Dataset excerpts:

________________________

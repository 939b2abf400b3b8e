use axum::extract::Path;
use axum::http::{header, StatusCode};
use axum::response::{IntoResponse, Response};
use axum::routing::get;
use axum::Router;
use rust_embed::Embed;

use crate::state::AppState;

/// Stylesheet and scripts compiled into the binary. `build.rs` writes `css/output.css`.
#[derive(Embed)]
#[folder = "assets/"]
struct Assets;

pub fn router() -> Router<AppState> {
    Router::new().route("/assets/{*path}", get(serve))
}

async fn serve(Path(path): Path<String>) -> Response {
    let Some(file) = Assets::get(&path) else {
        return StatusCode::NOT_FOUND.into_response();
    };
    let mime = mime_guess::from_path(&path).first_or_octet_stream();
    (
        [
            (header::CONTENT_TYPE, mime.as_ref().to_string()),
            (header::CACHE_CONTROL, "public, max-age=3600".to_string()),
        ],
        file.data.into_owned(),
    )
        .into_response()
}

________________________

• WHAT IS NEEDED
Reproduce the full set of records precisely.

• OUTPUT FOR THIS EXERCISE
repository 939b2abf400b3b8e
use axum::extract::Path;
use axum::http::{header, StatusCode};
use axum::response::{IntoResponse, Response};
use axum::routing::get;
use axum::Router;
use rust_embed::Embed;

use crate::state::AppState;

/// Stylesheet and scripts compiled into the binary. `build.rs` writes `css/output.css`.
#[derive(Embed)]
#[folder = "assets/"]
struct Assets;

pub fn router() -> Router<AppState> {
    Router::new().route("/assets/{*path}", get(serve))
}

async fn serve(Path(path): Path<String>) -> Response {
    let Some(file) = Assets::get(&path) else {
        return StatusCode::NOT_FOUND.into_response();
    };
    let mime = mime_guess::from_path(&path).first_or_octet_stream();
    (
        [
            (header::CONTENT_TYPE, mime.as_ref().to_string()),
            (header::CACHE_CONTROL, "public, max-age=3600".to_string()),
        ],
        file.data.into_owned(),
    )
        .into_response()
}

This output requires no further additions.